The proposed research aims to assess the multiple forms and paths of stigma and substance use as they relate to pre-exposure prophylaxis (PrEP) use for HIV prevention. How stigma and an evolving public health landscape impact PrEP use among Black sexual minorit men who use substances is unknown. The current application focuses on addressing critical and novel questions to improving the essential building blocks of biomedical prevention approaches by providing crucial information for enhancing interventions to lower HIV prevalence among substance using Black sexual minority men.

Condition or Disease Intervention/Treatment Phase
  • Behavioral: Stigma counseling for PrEP use
 N/A

Detailed Description

HIV incidence among Black men who have sex with men (BMSM) in the southeastern United States is one of the highest in the world. Our research team has conducted studies with BMSM in Atlanta that have demonstrated 35% HIV prevalence and over 5% annual HIV incidence. Although PrEP is highly effective for preventing HIV transmission, it is not reaching BMSM. The failures in our ability to engage BMSM in PrEP use are highly problematic given the alarming rates of HIV transmission among this group. Of particular concern is the impact of substance use as a barrier in PrEP linkage, uptake, adherence, and persistence. Substance use is common among BMSM in our study, with 43% (n=204/474) reporting recent substance use. Further complicating PrEP use is the potential impact of COVID-19 on health care access, health care infrastructure, and sex behavior. The need to better understand PrEP use in the context of our new health care landscape is critical to making advances in PrEP use. At this point, assessing how substance use impacts PrEP use is challenging because PrEP implementation is so low among this group. The current study aims to provide substance using BMSM with evidence-based PrEP engagement counseling to address barriers to accessing PrEP (not for intervention testing, but for facilitating PrEP use) and to assess the multiple forms and paths of stigma and substance use as they relate to PrEP linkage, uptake, adherence, and persistence. The investigators propose using the HIV Stigma Framework as a conceptual model for investigating the intersecting pathways of stigma drivers and stigma mechanisms as they relate to PrEP use among substance using BMSM. Aim 1: Enroll a prospective cohort of N=500 BMSM who test HIV negative and test substance use positive on toxicology testing, and provide evidence-based PrEP engagement counseling to facilitate access to PrEP care.

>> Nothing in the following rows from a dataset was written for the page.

//! memetune CLI library.
//!
//! This crate provides the generation facade used by the `memetune` binary:
//! request handling, optional capability wiring, preview caching, and the
//! command implementations.

pub mod cache;
pub mod commands;
pub mod facade;

pub use cache::{PreviewCache, PreviewKey};
pub use facade::{
    FacadeError, GeneratedAudio, GenerationMode, GenerationNote, GenerationRequest, Generator,
    LossyAudio,
};
//! Error types for audio backend.

use std::fmt;

use memetune_spec::{BackendError, ConfigError};
use thiserror::Error;

/// Result type for audio operations.
pub type AudioResult<T> = Result<T, AudioError>;

/// An optional external collaborator.
#[derive(Debug, Clone, Copy, PartialEq, Eq, Hash)]
pub enum Capability {
    /// Text-to-speech engine used for vocals.
    Speech,
    /// Encoder producing a lossy container from WAV bytes.
    Transcoder,
}

impl fmt::Display for Capability {
    fn fmt(&self, f: &mut fmt::Formatter<'_>) -> fmt::Result {
        match self {
            Capability::Speech => f.write_str("text-to-speech"),
            Capability::Transcoder => f.write_str("lossy transcoder"),
        }
    }
}

/// Errors that can occur during audio generation.
#[derive(Debug, Error)]
pub enum AudioError {
    /// An optional collaborator is not installed or not configured.
    ///
    /// Callers are expected to degrade gracefully (omit the feature) rather
    /// than abort the whole request.
    #[error("{capability} unavailable: {reason}")]
    CapabilityUnavailable {
        /// The missing capability.
        capability: Capability,
        /// Why it is unavailable.
        reason: String,
    },

    /// Parameters failed validation before synthesis started.
    #[error("invalid configuration: {0}")]
    InvalidConfig(#[from] ConfigError),

    /// WAV bytes could not be decoded.
    #[error("WAV decode error: {0}")]
    WavDecode(String),

    /// I/O error.
    #[error("I/O error: {0}")]
    Io(#[from] std::io::Error),

    /// Internal synthesis error.
    #[error("synthesis error: {message}")]
    Synthesis {
        /// Error message.
        message: String,
    },
}

impl AudioError {
    /// Creates a capability unavailable error.
    pub fn unavailable(capability: Capability, reason: impl Into<String>) -> Self {
        Self::CapabilityUnavailable {
            capability,
            reason: reason.into(),
        }
    }

    /// Creates a synthesis error.
    pub fn synthesis(message: impl Into<String>) -> Self {
        Self::Synthesis {
            message: message.into(),
        }
    }

    /// Returns true if this error only reports a missing optional capability.
    pub fn is_capability_unavailable(&self) -> bool {
        matches!(self, AudioError::CapabilityUnavailable { .. })
    }
}

impl From<hound::Error> for AudioError {
    fn from(err: hound::Error) -> Self {
        match err {
            hound::Error::IoError(io) => AudioError::Io(io),
            other => AudioError::WavDecode(other.to_string()),
        }
    }
}

impl BackendError for AudioError {
    fn code(&self) -> &'static str {
        match self {
            AudioError::CapabilityUnavailable { .. } => "AUDIO_001",
            AudioError::InvalidConfig(_) => "AUDIO_002",
            AudioError::WavDecode(_) => "AUDIO_003",
            AudioError::Io(_) => "AUDIO_004",
            AudioError::Synthesis { .. } => "AUDIO_005",
        }
    }

    fn category(&self) -> &'static str {
        "audio"
    }
}

#[cfg(test)]
mod tests {
    use super::*;

    #[test]
    fn test_unavailable_helper() {
        let err = AudioError::unavailable(Capability::Speech, "espeak-ng not found");
        assert!(err.is_capability_unavailable());
        assert!(err.to_string().contains("text-to-speech"));
        assert!(err.to_string().contains("espeak-ng not found"));
        assert_eq!(err.code(), "AUDIO_001");
    }

    #[test]
    fn test_synthesis_helper() {
        let err = AudioError::synthesis("resampler blew up");
        assert!(!err.is_capability_unavailable());
        assert!(err.to_string().contains("resampler blew up"));
    }

    #[test]
    fn test_config_error_converts() {
        let err: AudioError = ConfigError::InvalidTempo { tempo: 0.0 }.into();
        assert_eq!(err.code(), "AUDIO_002");
        assert_eq!(err.category(), "audio");
    }
}
//! Generation request type and validation.

use serde::{Deserialize, Serialize};

use crate::error::{ConfigError, ConfigResult};
use crate::genre::Genre;
use crate::seed::Seed;

/// Default tempo in beats per minute.
pub const DEFAULT_TEMPO_BPM: f64 = 100.0;

/// Default duration in seconds.
pub const DEFAULT_DURATION_SECONDS: f64 = 15.0;

/// Default sample rate in Hz.
pub const DEFAULT_SAMPLE_RATE: u32 = 22050;

/// Lyrics used when a request does not bring its own.
pub const DEFAULT_LYRICS: &str = "La la la";

/// One generation request.
///
/// The prompt is carried for the caller's benefit and for cache keys; it
/// does not influence the synthesized content.
#[derive(Debug, Clone, PartialEq, Serialize, Deserialize)]
#[serde(default)]
pub struct GenerationConfig {
    /// Free-text description of the desired mood.
    pub prompt: String,
    /// Lyrics for vocal generation.
    pub lyrics: String,
    /// Tempo in beats per minute.
    pub tempo_bpm: f64,
    /// Duration in seconds.
    pub duration_seconds: f64,
    /// Genre, selects the base frequency.
    pub genre: Genre,
    /// Output sample rate in Hz.
    pub sample_rate: u32,
    /// Numeric seed or seed text.
    pub seed: Seed,
}

impl Default for GenerationConfig {
    fn default() -> Self {
        Self {
            prompt: String::new(),
            lyrics: DEFAULT_LYRICS.to_string(),
            tempo_bpm: DEFAULT_TEMPO_BPM,
            duration_seconds: DEFAULT_DURATION_SECONDS,
            genre: Genre::default(),
            sample_rate: DEFAULT_SAMPLE_RATE,
            seed: Seed::default(),
        }
    }
}

impl GenerationConfig {
    /// Creates a builder starting from the defaults.
    pub fn builder() -> GenerationConfigBuilder {
        GenerationConfigBuilder::default()
    }

    /// Parses a config from JSON. Missing fields take their defaults.
    pub fn from_json(json: &str) -> ConfigResult<Self> {
        Ok(serde_json::from_str(json)?)
    }

    /// Serializes the config to pretty JSON.
    pub fn to_json_pretty(&self) -> ConfigResult<String> {
        Ok(serde_json::to_string_pretty(self)?)
    }

    /// Returns the numeric seed.
    pub fn resolved_seed(&self) -> u32 {
        self.seed.resolve()
    }

    /// Checks the invariants every synthesizer relies on.
    ///
    /// Tempo and duration must be positive and finite (tempo is a divisor),
    /// and the sample rate must be positive.
    pub fn validate(&self) -> ConfigResult<()> {
        validate_timing(self.tempo_bpm, self.duration_seconds, self.sample_rate)
    }

    /// Validates and additionally enforces resource limits.
    pub fn validate_with_limits(&self, limits: &Limits) -> ConfigResult<()> {
        self.validate()?;
        limits.check(self.tempo_bpm, self.duration_seconds, self.sample_rate)
    }
}

/// Validates raw timing parameters.
///
/// Shared by [`GenerationConfig::validate`] and backend entry points that
/// take the parameters individually.
pub fn validate_timing(tempo_bpm: f64, duration_seconds: f64, sample_rate: u32) -> ConfigResult<()> {
    if !(tempo_bpm.is_finite() && tempo_bpm > 0.0) {
        return Err(ConfigError::InvalidTempo { tempo: tempo_bpm });
    }
    if !(duration_seconds.is_finite() && duration_seconds > 0.0) {
        return Err(ConfigError::InvalidDuration {
            duration: duration_seconds,
        });
    }
    if sample_rate == 0 {
        return Err(ConfigError::InvalidSampleRate { rate: sample_rate });
    }
    Ok(())
}

/// Resource limits applied by front ends before generation.
///
/// Generation has no cancellation contract, so bounding the inputs is how a
/// caller bounds the work.
#[derive(Debug, Clone, PartialEq, Serialize, Deserialize)]
#[serde(default)]
pub struct Limits {
    /// Maximum duration in seconds.
    pub max_duration_seconds: f64,
    /// Maximum sample rate in Hz.
    pub max_sample_rate: u32,
    /// Maximum tempo in beats per minute.
    pub max_tempo_bpm: f64,
}

impl Default for Limits {
    fn default() -> Self {
        Self {
            max_duration_seconds: Self::DEFAULT_MAX_DURATION_SECONDS,
            max_sample_rate: Self::DEFAULT_MAX_SAMPLE_RATE,
            max_tempo_bpm: Self::DEFAULT_MAX_TEMPO_BPM,
        }
    }
}

impl Limits {
    /// Default maximum duration in seconds.
    pub const DEFAULT_MAX_DURATION_SECONDS: f64 = 600.0;

    /// Default maximum sample rate in Hz.
    pub const DEFAULT_MAX_SAMPLE_RATE: u32 = 192_000;

    /// Default maximum tempo in BPM.
    pub const DEFAULT_MAX_TEMPO_BPM: f64 = 1000.0;

    fn check(&self, tempo_bpm: f64, duration_seconds: f64, sample_rate: u32) -> ConfigResult<()> {
        if tempo_bpm > self.max_tempo_bpm {
            return Err(ConfigError::limit("tempo_bpm", tempo_bpm, self.max_tempo_bpm));
        }
        if duration_seconds > self.max_duration_seconds {
            return Err(ConfigError::limit(
                "duration_seconds",
                duration_seconds,
                self.max_duration_seconds,
            ));
        }
        if sample_rate > self.max_sample_rate {
            return Err(ConfigError::limit(
                "sample_rate",
                sample_rate as f64,
                self.max_sample_rate as f64,
            ));
        }
        Ok(())
    }
}

/// Builder for [`GenerationConfig`].
#[derive(Debug, Clone, Default)]
pub struct GenerationConfigBuilder {
    config: GenerationConfig,
}

impl GenerationConfigBuilder {
    /// Sets the prompt.
    pub fn prompt(mut self, prompt: impl Into<String>) -> Self {
        self.config.prompt = prompt.into();
        self
    }

    /// Sets the lyrics.
    pub fn lyrics(mut self, lyrics: impl Into<String>) -> Self {
        self.config.lyrics = lyrics.into();
        self
    }

    /// Sets the tempo in BPM.
    pub fn tempo_bpm(mut self, tempo_bpm: f64) -> Self {
        self.config.tempo_bpm = tempo_bpm;
        self
    }

    /// Sets the duration in seconds.
    pub fn duration_seconds(mut self, duration_seconds: f64) -> Self {
        self.config.duration_seconds = duration_seconds;
        self
    }

    /// Sets the genre.
    pub fn genre(mut self, genre: Genre) -> Self {
        self.config.genre = genre;
        self
    }

    /// Sets the sample rate in Hz.
    pub fn sample_rate(mut self, sample_rate: u32) -> Self {
        self.config.sample_rate = sample_rate;
        self
    }

    /// Sets the seed.
    pub fn seed(mut self, seed: impl Into<Seed>) -> Self {
        self.config.seed = seed.into();
        self
    }

    /// Builds the config. Validation is left to the caller.
    pub fn build(self) -> GenerationConfig {
        self.config
    }
}

#[cfg(test)]
mod tests {
    use super::*;
    use pretty_assertions::assert_eq;

    #[test]
    fn test_defaults_are_valid() {
        let config = GenerationConfig::default();
        assert!(config.validate().is_ok());
        assert_eq!(config.sample_rate, 22050);
        assert_eq!(config.tempo_bpm, 100.0);
    }

    #[test]
    fn test_rejects_non_positive_tempo() {
        let config = GenerationConfig::builder().tempo_bpm(0.0).build();
        assert_eq!(
            config.validate(),
            Err(ConfigError::InvalidTempo { tempo: 0.0 })
        );
        let config = GenerationConfig::builder().tempo_bpm(f64::NAN).build();
        assert!(matches!(
            config.validate(),
            Err(ConfigError::InvalidTempo { .. })
        ));
    }

    #[test]
    fn test_rejects_non_positive_duration() {
        let config = GenerationConfig::builder().duration_seconds(-1.0).build();
        assert!(matches!(
            config.validate(),
            Err(ConfigError::InvalidDuration { .. })
        ));
        let config = GenerationConfig::builder()
            .duration_seconds(f64::INFINITY)
            .build();
        assert!(config.validate().is_err());
    }

    #[test]
    fn test_rejects_zero_sample_rate() {
        let config = GenerationConfig::builder().sample_rate(0).build();
        assert_eq!(
            config.validate(),
            Err(ConfigError::InvalidSampleRate { rate: 0 })
        );
    }

    #[test]
    fn test_limits() {
        let limits = Limits::default();
        let config = GenerationConfig::builder().duration_seconds(601.0).build();
        assert!(config.validate().is_ok());
        assert!(matches!(
            config.validate_with_limits(&limits),
            Err(ConfigError::LimitExceeded {
                name: "duration_seconds",
                ..
            })
        ));

        let config = GenerationConfig::builder().sample_rate(384_000).build();
        assert!(config.validate_with_limits(&limits).is_err());
    }

    #[test]
    fn test_from_json_fills_defaults() {
        let config = GenerationConfig::from_json(
            r#"{ "genre": "Hip-Hop", "tempo_bpm": 90, "seed": "late night" }"#,
        )
        .unwrap();
        assert_eq!(config.genre, Genre::HipHop);
        assert_eq!(config.tempo_bpm, 90.0);
        assert_eq!(config.duration_seconds, DEFAULT_DURATION_SECONDS);
        assert_eq!(config.seed, Seed::Text("late night".into()));
    }

    #[test]
    fn test_from_json_rejects_garbage() {
        let err = GenerationConfig::from_json("{ not json").unwrap_err();
        assert!(matches!(err, ConfigError::Parse(_)));
    }

    #[test]
    fn test_json_round_trip() {
        let config = GenerationConfig::builder()
            .prompt("rainy day")
            .genre(Genre::Ambient)
            .seed(9u32)
            .build();
        let json = config.to_json_pretty().unwrap();
        assert_eq!(GenerationConfig::from_json(&json).unwrap(), config);
    }
}
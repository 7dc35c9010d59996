//! Deterministic WAV codec.
//!
//! Waveforms are written as mono IEEE float WAV with no timestamps or
//! variable metadata, so identical waveforms always encode to identical
//! bytes and decoding gives back the exact samples. A 16-bit PCM variant
//! exists for consumers that cannot read float WAV. Decoding goes through
//! `hound` and accepts any float or integer PCM file.

mod format;
mod reader;
mod writer;


pub use format::{SampleEncoding, WavFormat};
pub use reader::{data_chunk, decode_channels, decode_wav};
pub use writer::{encode_wav, encode_wav_pcm16, pcm_hash, samples_to_pcm16, write_wav};
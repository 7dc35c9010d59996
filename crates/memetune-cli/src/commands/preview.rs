//! Preview command implementation
//!
//! Writes a short WAV preview of the requested audio.

use std::fs;
use std::process::ExitCode;

use anyhow::{Context, Result};
use colored::Colorize;

use super::options::{GenerationArgs, ToolArgs};
use crate::facade::{GenerationRequest, Generator};

/// Run the preview command
///
/// # Arguments
/// * `args` - Generation parameters (duration is ignored)
/// * `tools` - External tool options
/// * `preview_seconds` - Preview length in seconds
/// * `out` - Output WAV path
///
/// # Returns
/// Exit code: 0 success, 1 invalid input, 2 generation error
pub fn run(
    args: &GenerationArgs,
    tools: &ToolArgs,
    preview_seconds: u32,
    out: &str,
) -> Result<ExitCode> {
    let request = args.to_request(false)?;
    run_with(&tools.generator(), &request, preview_seconds as f64, out)
}

/// Runs a preview against a prepared generator.
pub fn run_with(
    generator: &Generator,
    request: &GenerationRequest,
    preview_seconds: f64,
    out: &str,
) -> Result<ExitCode> {
    println!(
        "{} {} ({} s)",
        "Preview:".cyan().bold(),
        request.mode,
        preview_seconds
    );

    let bytes = match generator.preview(request, preview_seconds) {
        Ok(bytes) => bytes,
        Err(err) => {
            eprintln!(
                "{} Preview generation failed: {}",
                "FAILED".red().bold(),
                err
            );
            return Ok(super::failure_code(&err));
        }
    };

    fs::write(out, bytes.as_slice())
        .with_context(|| format!("Failed to write preview file: {}", out))?;
    println!("  {} {} ({} bytes)", "->".green(), out, bytes.len());

    Ok(ExitCode::SUCCESS)
}
//! WAV file format parameters.

/// How samples are stored in the data chunk.
#[derive(Debug, Clone, Copy, PartialEq, Eq)]
pub enum SampleEncoding {
    /// 32-bit IEEE float (`WAVE_FORMAT_IEEE_FLOAT`).
    Float32,
    /// 16-bit signed integer PCM (`WAVE_FORMAT_PCM`).
    Pcm16,
}

impl SampleEncoding {
    /// `wFormatTag` value in the fmt chunk.
    pub fn format_tag(self) -> u16 {
        match self {
            SampleEncoding::Float32 => 3,
            SampleEncoding::Pcm16 => 1,
        }
    }

    /// Bits per sample.
    pub fn bits_per_sample(self) -> u16 {
        match self {
            SampleEncoding::Float32 => 32,
            SampleEncoding::Pcm16 => 16,
        }
    }
}

/// WAV file format parameters. Output is always mono.
#[derive(Debug, Clone, Copy, PartialEq, Eq)]
pub struct WavFormat {
    /// Sample rate in Hz.
    pub sample_rate: u32,
    /// Sample encoding.
    pub encoding: SampleEncoding,
}

impl WavFormat {
    /// Mono float WAV.
    pub fn float32(sample_rate: u32) -> Self {
        Self {
            sample_rate,
            encoding: SampleEncoding::Float32,
        }
    }

    /// Mono 16-bit PCM WAV.
    pub fn pcm16(sample_rate: u32) -> Self {
        Self {
            sample_rate,
            encoding: SampleEncoding::Pcm16,
        }
    }

    pub(crate) fn channels(&self) -> u16 {
        1
    }

    pub(crate) fn bytes_per_sample(&self) -> u16 {
        self.encoding.bits_per_sample() / 8
    }

    /// Bytes per sample frame.
    pub(crate) fn block_align(&self) -> u16 {
        self.channels() * self.bytes_per_sample()
    }

    /// Bytes per second.
    pub(crate) fn byte_rate(&self) -> u32 {
        self.sample_rate * self.block_align() as u32
    }

    /// Non-PCM formats carry a `cbSize` field and a fact chunk.
    pub(crate) fn is_extended(&self) -> bool {
        self.encoding != SampleEncoding::Pcm16
    }
}
//! Lossy transcoding of encoded WAV files.

use crate::capability::LossyTranscoder;
use crate::error::{AudioError, AudioResult, Capability};

/// Transcodes WAV bytes to the transcoder's lossy format.
///
/// Fails with [`AudioError::CapabilityUnavailable`] without invoking the
/// transcoder when it reports itself unavailable, and with
/// [`AudioError::WavDecode`] when the input is not a RIFF/WAVE file.
pub fn transcode_to_lossy(
    transcoder: &dyn LossyTranscoder,
    wav_bytes: &[u8],
) -> AudioResult<Vec<u8>> {
    if !transcoder.is_available() {
        return Err(AudioError::unavailable(
            Capability::Transcoder,
            format!("transcoder '{}' is not available", transcoder.name()),
        ));
    }
    if crate::wav::data_chunk(wav_bytes).is_none() {
        return Err(AudioError::WavDecode(
            "input to transcoder is not a WAV file".to_string(),
        ));
    }

    let encoded = transcoder.transcode(wav_bytes)?;
    log::debug!(
        "transcoded {} WAV bytes to {} {} bytes with '{}'",
        wav_bytes.len(),
        encoded.len(),
        transcoder.format().extension,
        transcoder.name()
    );
    Ok(encoded)
}
//! MP3 encoding through the `ffmpeg` command line.

use std::path::{Path, PathBuf};
use std::process::Command;
use std::time::Duration;

use memetune_backend_audio::{AudioResult, Capability, LossyFormat, LossyTranscoder};

use crate::error::{ToolError, ToolResult};
use crate::locate::{find_tool, ToolLookup};
use crate::process::{run_piped, DEFAULT_TIMEOUT_SECS};

/// Environment variable overriding the ffmpeg executable.
pub const FFMPEG_ENV_VAR: &str = "MEMETUNE_FFMPEG";

/// Default MP3 bitrate in kbit/s.
pub const DEFAULT_BITRATE_KBPS: u32 = 128;

const LOOKUP: ToolLookup = ToolLookup {
    env_var: FFMPEG_ENV_VAR,
    names: &["ffmpeg"],
    common_paths: &[
        "/usr/bin/ffmpeg",
        "/usr/local/bin/ffmpeg",
        "/opt/homebrew/bin/ffmpeg",
    ],
};

/// Configuration for [`FfmpegTranscoder`].
#[derive(Debug, Clone)]
pub struct FfmpegConfig {
    /// Path to the executable.
    pub path: Option<PathBuf>,
    /// MP3 bitrate in kbit/s.
    pub bitrate_kbps: u32,
    /// Timeout for one encode.
    pub timeout: Duration,
}

impl Default for FfmpegConfig {
    fn default() -> Self {
        Self {
            path: None,
            bitrate_kbps: DEFAULT_BITRATE_KBPS,
            timeout: Duration::from_secs(DEFAULT_TIMEOUT_SECS),
        }
    }
}

impl FfmpegConfig {
    /// Sets the executable path.
    pub fn path(mut self, path: impl Into<PathBuf>) -> Self {
        self.path = Some(path.into());
        self
    }

    /// Sets the bitrate.
    pub fn bitrate_kbps(mut self, kbps: u32) -> Self {
        self.bitrate_kbps = kbps;
        self
    }

    /// Sets the timeout in seconds.
    pub fn timeout_secs(mut self, secs: u64) -> Self {
        self.timeout = Duration::from_secs(secs);
        self
    }
}

/// MP3 transcoder backed by an ffmpeg subprocess.
///
/// WAV bytes go in through stdin and MP3 bytes come back on stdout; no
/// temporary files are involved.
#[derive(Debug, Clone)]
pub struct FfmpegTranscoder {
    config: FfmpegConfig,
    executable: Option<PathBuf>,
}

impl FfmpegTranscoder {
    /// Creates a transcoder with default configuration.
    pub fn new() -> Self {
        Self::with_config(FfmpegConfig::default())
    }

    /// Creates a transcoder with the given configuration.
    pub fn with_config(config: FfmpegConfig) -> Self {
        let executable = find_tool(config.path.as_deref(), &LOOKUP);
        match &executable {
            Some(path) => log::debug!("ffmpeg found at {}", path.display()),
            None => log::debug!("ffmpeg not found"),
        }
        Self { config, executable }
    }

    /// Path of the located executable.
    pub fn executable(&self) -> Option<&Path> {
        self.executable.as_deref()
    }

    fn command(&self) -> ToolResult<Command> {
        let path = self.executable.as_ref().ok_or(ToolError::NotFound {
            tool: "ffmpeg",
            env_var: FFMPEG_ENV_VAR,
        })?;

        // ffmpeg -f wav -i pipe:0 -codec:a libmp3lame -b:a <n>k -f mp3 pipe:1
        let mut cmd = Command::new(path);
        cmd.args(["-hide_banner", "-nostdin", "-loglevel", "error"])
            .args(["-f", "wav", "-i", "pipe:0"])
            .args(["-vn", "-codec:a", "libmp3lame"])
            .arg("-b:a")
            .arg(format!("{}k", self.config.bitrate_kbps))
            .args(["-f", "mp3", "pipe:1"]);
        Ok(cmd)
    }

    /// Encodes WAV bytes to MP3.
    pub fn encode(&self, wav_bytes: &[u8]) -> ToolResult<Vec<u8>> {
        let cmd = self.command()?;
        run_piped("ffmpeg", cmd, wav_bytes.to_vec(), self.config.timeout)
    }
}

impl Default for FfmpegTranscoder {
    fn default() -> Self {
        Self::new()
    }
}

impl LossyTranscoder for FfmpegTranscoder {
    fn name(&self) -> &str {
        "ffmpeg"
    }

    fn format(&self) -> LossyFormat {
        LossyFormat::MP3
    }

    fn is_available(&self) -> bool {
        self.executable.is_some()
    }

    fn transcode(&self, wav_bytes: &[u8]) -> AudioResult<Vec<u8>> {
        self.encode(wav_bytes)
            .map_err(|err| err.into_audio_error(Capability::Transcoder))
    }
}

#[cfg(test)]
mod tests {
    use super::*;

    #[test]
    fn test_config_builder() {
        let config = FfmpegConfig::default()
            .path("/usr/bin/ffmpeg")
            .bitrate_kbps(192)
            .timeout_secs(10);
        assert_eq!(config.path, Some(PathBuf::from("/usr/bin/ffmpeg")));
        assert_eq!(config.bitrate_kbps, 192);
        assert_eq!(config.timeout, Duration::from_secs(10));
    }

    #[test]
    fn test_command_line() {
        let transcoder = FfmpegTranscoder {
            config: FfmpegConfig::default().bitrate_kbps(96),
            executable: Some(PathBuf::from("/usr/bin/ffmpeg")),
        };
        let cmd = transcoder.command().unwrap();
        let args: Vec<_> = cmd.get_args().map(|a| a.to_string_lossy().into_owned()).collect();
        assert!(args.windows(2).any(|w| w == ["-b:a", "96k"]));
        assert!(args.windows(2).any(|w| w == ["-codec:a", "libmp3lame"]));
        assert_eq!(args.last().map(String::as_str), Some("pipe:1"));
    }

    #[test]
    fn test_missing_executable_is_unavailable() {
        let transcoder = FfmpegTranscoder {
            config: FfmpegConfig::default(),
            executable: None,
        };
        assert!(!transcoder.is_available());
        let err = transcoder.transcode(b"RIFF").unwrap_err();
        assert!(err.is_capability_unavailable());
    }
}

Aim 2: Conduct psychosocial and health care access assessments every 2-months for 18-months, and conduct

HIV/STI testing and dried blood spot testing for TFV-DP every 3-months for 18-months. Aim 3:

Using data collected from Aims 1 and 2, model stigma pathways of advancing and reverting along the PrEP cascade (i.e., linkage, uptake, adherence, persistence), with these pathways mediated by health care access and moderated by substance use. Achieving the aims will provide critical insight for translating and adapting interventions to enhance potency and durability for individuals at exceedingly elevated risk for HIV.

Study Design

Study Type:
Interventional
Anticipated Enrollment :
500 participants
Allocation:
N/A
Intervention Model:
Single Group Assignment
Masking:
None (Open Label)
Primary Purpose:
Prevention
Official Title:
PrEP Connected Study
Actual Study Start Date :
Sep 30, 2021
Anticipated Primary Completion Date :
Sep 30, 2023
Anticipated Study Completion Date :
Sep 30, 2024

Arms and Interventions

Arm Intervention/Treatment
Other: Stigma Counseling for PrEP Access

Behavioral counseling

Behavioral: Stigma counseling for PrEP use
This counseling consists of a single-session (45 minute) delivered by trained peer counselors. The primary aims and relevant content areas for counseling are: (1) Assessing and discussing factors known to be drivers of emotional barriers to accessing health care. This counseling aim has two main sub-components: (a) participants will be asked about their prior experiences with accessing health care and their concerns regarding future access, and (b) the counseling will focus on creating personal agency around needing to prioritize one's health. (2) Evaluating concerns around discussing PrEP with health care providers. The counseling combines motivational interviewing with medical decisional balance, which focuses on points to consider when evaluating PrEP. (3) Promoting resiliency beliefs and positive adaptation. For this objective the counselor works with the participant to establish PrEP use goals and problem-solving strategies.

Outcome Measures

Primary Outcome Measures

  1. PrEP Use [12 months]

    TFV-DP (Tenofovir Diphosphate) biological testing for PrEP pill taking will be assessed. TFV-DP measured at >700 fmol will be interpreted as having taken ≥4 doses/week, and TFV-DP measured at >700 fmol over two consecutive time points will be interpreted as persistence to taking PrEP. The lower scale limit is 0 and upper scale limit is approximately around 2500. Higher values indicate greater medication adherence to PrEP pills.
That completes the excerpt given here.